Antropologicamente, o Candomblé formou-se no Brasil no período da escravidão. Os escravocratas mandavam trazer para o outro lado do Atlântico mão de obra que, além de ser explorada na desumana e trágica labuta diária, detinha valores culturais que foram anexadas à formação do País. Valores esses, é bom lembrar, que eram censurados pelo catolicismo - em voga no momento - que proibia os rituais oriundos da África. A mordaça da fé encontrava amparo no Império Português. Séculos depois, pouco mudou. Terreiros são atacados, mães de santo, agredidas, fieis, ameaçados e, não raro, mortos. No Brasil, pelo menos a cada 15 horas um relato policial é registrado por intolerância religiosa – quase sempre uma mão de única via.

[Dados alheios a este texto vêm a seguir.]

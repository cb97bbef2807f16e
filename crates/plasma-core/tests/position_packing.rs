//! # Position Packing Properties
//!
//! The root-chain verifier decodes positions with integer div/mod. These
//! properties pin the packing so both sides agree for every in-range triple.

use plasma_core::position::{BLOCK_OFFSET, MAX_INDEX, MAX_TX_PER_BLOCK, TX_OFFSET};
use plasma_core::Position;
use proptest::prelude::*;

proptest! {
    #[test]
    fn utxo_roundtrip(
        b in 0u64..(u64::MAX / BLOCK_OFFSET),
        t in 0u64..MAX_TX_PER_BLOCK,
        i in 0u64..MAX_INDEX,
    ) {
        let p = Position::utxo(b, t, i).unwrap();
        prop_assert_eq!(p.decode_utxo(), (b, t, i));
    }

    #[test]
    fn matches_div_mod_reference(
        b in 1u64..1_000_000,
        t in 0u64..MAX_TX_PER_BLOCK,
        i in 0u64..MAX_INDEX,
    ) {
        let v = Position::input(b, t, i).unwrap().as_u64();
        prop_assert_eq!(v / BLOCK_OFFSET, b);
        prop_assert_eq!((v % BLOCK_OFFSET) / TX_OFFSET, t);
        prop_assert_eq!(v % TX_OFFSET, i);
    }

    #[test]
    fn distinct_triples_distinct_positions(
        b in 1u64..1000, t in 0u64..1000, i in 0u64..4,
        b2 in 1u64..1000, t2 in 0u64..1000, i2 in 0u64..4,
    ) {
        prop_assume!((b, t, i) != (b2, t2, i2));
        prop_assert_ne!(
            Position::utxo(b, t, i).unwrap(),
            Position::utxo(b2, t2, i2).unwrap()
        );
    }
}

#[test]
fn largest_block_number_that_fits() {
    let max_b = (u64::MAX - (MAX_TX_PER_BLOCK - 1) * TX_OFFSET - (MAX_INDEX - 1)) / BLOCK_OFFSET;
    let p = Position::utxo(max_b, MAX_TX_PER_BLOCK - 1, MAX_INDEX - 1).unwrap();
    assert_eq!(p.decode_utxo(), (max_b, MAX_TX_PER_BLOCK - 1, MAX_INDEX - 1));
    assert!(Position::utxo(max_b + 1, MAX_TX_PER_BLOCK - 1, MAX_INDEX - 1).is_err());
}
//! # plasma-rootchain — Root-Chain Adapter
//!
//! The thin layer between the ledger engine and the root-chain contract:
//!
//! - [`RootChain`]: the collaborator interface (block number, root commits,
//!   deposit events).
//! - [`MemoryRootChain`]: an in-process contract for tests and local runs.
//! - [`DepositWatcher`]: turns deposit events into deposit blocks.
//! - [`ensure_synchronized`] and [`publish_block_root`]: startup check and
//!   root publication after sealing.
//!
//! ## Crate Policy
//!
//! - No lock is held across an `.await`.
//! - Watcher failures are logged, never retried.

pub mod mock;
pub mod sync;
pub mod traits;
pub mod watcher;

pub use mock::MemoryRootChain;
pub use sync::{ensure_synchronized, publish_block_root};
pub use traits::{CommitReceipt, DepositEvent, RootChain, RootChainError, RootChainFuture};
pub use watcher::DepositWatcher;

No ano passado, chegou-se ao ponto de alorixá Regina d’Yemanjá, líder do Axé Opô Afonjá, que há 132 anos atende em São João de Meriti, na Baixada Fluminense, Rio de Janeiro, desistir de promover cultos noturnos por insegurança. Usar branco? Não é seguro, orientou ela aos fiéis.  Os mitos do candomblé são muitos, extensos, complexos e minuciosos. Guardam, em sua essência, um sentido densamente poético da vida, do mundo e existência humana. Não tem pretensão de fazer os fiéis acreditarem neles ao pé da letra, fantasiando, por exemplo, a existência de um deus primordial, de barbas brancas, como criador do universo.

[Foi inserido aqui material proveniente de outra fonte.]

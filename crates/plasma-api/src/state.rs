//! # Application State
//!
//! Shared state for the Axum application, passed to all route handlers via
//! the `State` extractor. Every field is an `Arc`, so cloning per request is
//! cheap. Handlers call the engine synchronously; its lock is released
//! before any `.await` on the root chain.

use std::sync::Arc;

use plasma_chain::ChildChain;
use plasma_crypto::Account;
use plasma_rootchain::RootChain;

/// State shared by all handlers.
#[derive(Clone)]
pub struct AppState {
    /// The ledger engine.
    pub chain: Arc<ChildChain>,
    /// Operator account signing sealed blocks and root commits.
    pub operator: Arc<Account>,
    /// Root-chain contract.
    pub root_chain: Arc<dyn RootChain>,
}

impl AppState {
    /// Bundle the engine, operator and root chain for the handlers.
    pub fn new(chain: Arc<ChildChain>, operator: Arc<Account>, root_chain: Arc<dyn RootChain>) -> Self {
        Self {
            chain,
            operator,
            root_chain,
        }
    }
}

impl std::fmt::Debug for AppState {
    fn fmt(&self, f: &mut std::fmt::Formatter<'_>) -> std::fmt::Result {
        f.debug_struct("AppState")
            .field("chain", &self.chain)
            .field("operator", &self.operator.address())
            .finish_non_exhaustive()
    }
}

Ritual de Candomblé, na Bahia - Foto: Reprodução

A beleza que faz parte do Candomblé deixou o sociólogo francês Roger Bastide impressionado quando esteve na Bahia na década de 1950. Bastide celebrou a autoridade moral das mulheres nas ilhas repressoras do continente patriarcal. “Se, por um lado, sacerdotisas têm poder absoluto sobre o conjunto de fiéis”, escreveu o sociólogo (em “O Candomblé da Bahia”, obra lançada em 1958), “por outro lado têm também obrigações para com eles, tanto de assistência pecuniária quanto moral, o que torna os candomblés verdadeiras sociedade de socorro mútuo, de auxílio fraterno, que mantêm o espírito fraterno africano”, atestou. O estudioso, ao botar os pés de volta no Velho Mundo, tinha algo a falar: era sobre uma religião libertária.

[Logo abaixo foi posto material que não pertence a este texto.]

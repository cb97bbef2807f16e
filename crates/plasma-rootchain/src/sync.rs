//! # Synchronisation and Root Publication

use tracing::info;

use plasma_chain::ChildChain;
use plasma_crypto::Account;

use crate::traits::{CommitReceipt, RootChain, RootChainError};

/// Fail with [`RootChainError::NotSynchronized`] unless both chains agree on
/// the current block number.
pub async fn ensure_synchronized(
    root_chain: &dyn RootChain,
    chain: &ChildChain,
) -> Result<(), RootChainError> {
    let root = root_chain.current_plasma_block_number().await?;
    let child = chain.current_block_number();
    if root != child {
        return Err(RootChainError::NotSynchronized {
            root_chain: root,
            child_chain: child,
        });
    }
    Ok(())
}

/// Commit the Merkle root of sealed block `block_number`.
pub async fn publish_block_root(
    root_chain: &dyn RootChain,
    operator: &Account,
    chain: &ChildChain,
    block_number: u64,
) -> Result<CommitReceipt, RootChainError> {
    let root = chain.get_block(block_number)?.merkle_root()?;
    let receipt = root_chain.commit_block_root(operator, root).await?;
    info!(
        block = block_number,
        plasma_block_number = receipt.plasma_block_number,
        %root,
        "block root committed"
    );
    Ok(receipt)
}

Para arrematar, os evangélicos podem consultar sem esforço seus guias espirituais numa lista que seria digna de ser publicada no top five dos endinheirados da Forbes. Edir Macedo, Valdemiro Santiago, Silas Malafaia, RR Soares, o casal Estevam Hernandes e “bispa” Sônia são algumas das figuras pentecostais que mercantilizaram a fé cristã e deixaram os verdadeiros adeptos dos ensinamentos de Jesus Cristo com lágrimas à mostra. Fico, eu confesso, tá bem, com essas personalidades: Jorge Amado e Zélia Gattai, Jorge Mautner, Martinho da Vila, Maria Bethânia. Porque eles sabiam que o candomblé é uma celebração da vida, e não da morte.